Sometimes, IN can be replaced with a JOIN. Here’s a quick comparison:

  • IN is simpler for small lists or subqueries returning a single column.
  • JOIN is better when you need data from both tables.

Example with IN:

SELECT name
FROM products
WHERE category_id IN (SELECT id FROM categories WHERE active = 1);

Same logic with JOIN:

SELECT p.name
FROM products p
JOIN categories c ON p.category_id = c.id
WHERE c.active = 1;

📋 Real-World Examples of IN and NOT IN

🎯 Example 1: Find users from selected countries

SELECT *
FROM users
WHERE country IN ('India', 'UK', 'Australia');

🎯 Example 2: Exclude blacklisted emails

SELECT email
FROM newsletter
WHERE email NOT IN (
SELECT email
FROM blacklist
);

💡 Performance Tip: IN vs. EXISTS

  • IN can be slower with large lists or subqueries.
  • EXISTS is sometimes faster when checking for existence of rows.

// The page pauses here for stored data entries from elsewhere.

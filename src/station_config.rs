//! Host-facing view of the console's persistent configuration.
//!
//! The reference driver's own config-write path (`buildConfigFrame`,
//! `testConfigChanged`) is an acknowledged stub -- `testConfigChanged`
//! unconditionally returns false, so a config push is never actually
//! triggered. This module keeps the mechanism real (a host can stage a
//! config it wants written and ask whether it differs from what the
//! console last reported) without inventing semantics for the comfort-zone
//! and alarm settings neither driver revision decodes.

use crate::codec;
use crate::frame::{outbound::Action, DeviceConfig};

/// The console's history-sampling cadence. Values and minute-equivalents
/// are the reference driver's own first-guess table -- it notes these
/// were never confirmed against a device.
#[derive(Debug, Clone, Copy, PartialEq, Eq)]
pub enum HistoryInterval {
    Min01,
    Min05,
    Min10,
    Min15,
    Min20,
    Min30,
    Min60,
    Hour02,
    Hour04,
    Hour06,
}

impl HistoryInterval {
    pub fn minutes(self) -> u32 {
        match self {
            HistoryInterval::Min01 => 1,
            HistoryInterval::Min05 => 5,
            HistoryInterval::Min10 => 10,
            HistoryInterval::Min15 => 15,
            HistoryInterval::Min20 => 20,
            HistoryInterval::Min30 => 30,
            HistoryInterval::Min60 => 60,
            HistoryInterval::Hour02 => 120,
            HistoryInterval::Hour04 => 240,
            HistoryInterval::Hour06 => 360,
        }
    }
}

/// The length of a config frame (inbound or outbound), matching the
/// reference driver's `0x7D`-byte config message.
pub const CONFIG_FRAME_LEN: usize = 125;

/// A config the host wants written to the console, staged until it is
/// compared against what the console last reported.
///
/// `body` carries the same 125-byte layout [`DeviceConfig::raw`] does;
/// this crate does not interpret the comfort-zone and alarm fields within
/// it. Per the reference driver's explicit warning, leave any
/// alarm/wind-direction flags zero -- an active alarm halts the data
/// stream.
#[derive(Debug, Clone)]
pub struct StationConfig {
    pub body: [u8; CONFIG_FRAME_LEN],
}

impl StationConfig {
    /// Whether `self` differs from the console's last-reported config,
    /// compared over the same byte range the checksum covers
    /// (`bytes[4..116]`). `None` (no config seen yet) counts as "differs":
    /// there is nothing to compare against yet, so nothing to confirm is
    /// unchanged.
    pub fn changed(&self, known: Option<&DeviceConfig>) -> bool {
        match known {
            None => true,
            Some(known) => known.raw.get(4..116) != self.body.get(4..116),
        }
    }
}

/// Builds the outbound config-write frame: the staged config body with the
/// in-buffer checksum field overwritten to the freshly computed
/// out-buffer checksum, so the console's next current-weather frame will
/// echo back a checksum that matches.
pub fn build_config_frame(buffer_id: u16, config: &StationConfig) -> [u8; CONFIG_FRAME_LEN] {
    let mut buf = config.body;
    buf[0] = (buffer_id >> 8) as u8;
    buf[1] = buffer_id as u8;
    buf[2] = Action::SendConfig as u8;
    let out_cs = codec::config_checksum(&buf);
    buf[46] = (out_cs >> 8) as u8;
    buf[47] = out_cs as u8;
    buf
}

#[cfg(test)]
mod tests {
    use super::*;

    #[test]
    fn history_interval_minutes_match_reference_table() {
        assert_eq!(HistoryInterval::Min05.minutes(), 5);
        assert_eq!(HistoryInterval::Hour06.minutes(), 360);
    }

    #[test]
    fn unseen_config_always_counts_as_changed() {
        let staged = StationConfig { body: [0u8; CONFIG_FRAME_LEN] };
        assert!(staged.changed(None));
    }

    #[test]
    fn config_frame_out_checksum_is_self_consistent() {
        let staged = StationConfig { body: [7u8; CONFIG_FRAME_LEN] };
        let frame = build_config_frame(0x1234, &staged);
        let out_cs = codec::config_checksum(&frame);
        assert_eq!(((frame[46] as u16) << 8) | frame[47] as u16, out_cs);
    }

    #[test]
    fn changed_detects_difference_in_checksummed_range() {
        let mut body = [0u8; CONFIG_FRAME_LEN];
        body[50] = 0xAB;
        let staged = StationConfig { body };
        let known = DeviceConfig { raw: vec![0u8; CONFIG_FRAME_LEN].into_boxed_slice(), in_checksum: 0 };
        assert!(staged.changed(Some(&known)));
    }
}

So in complex queries, consider:

WHERE EXISTS (SELECT 1 FROM ...)

Instead of:

WHERE id IN (SELECT id FROM ...)

Test both for your dataset to see which performs better.


✅ Summary Table

OperatorPurposeReturns TRUE When…
INMatch value in a listThe column value is in the list
NOT INExclude value from a listThe column value is not in the list

🛠 Pro Tips

  • Use IN for a clean way to filter by a list of values.
  • Avoid NOT IN with NULLs — filter them out first.
  • Use parentheses and spacing for clear, readable queries.
  • Prefer JOIN or EXISTS for large datasets or complex conditions.

🏁 Conclusion

SQL’s IN and NOT IN operators offer a powerful, concise way to filter rows based on a set of values. They’re not just easier to write, but they also make your code cleaner and more maintainable.

Whether you’re selecting rows from a known list or comparing with the results of a subquery, these operators are essential tools for anyone writing SQL.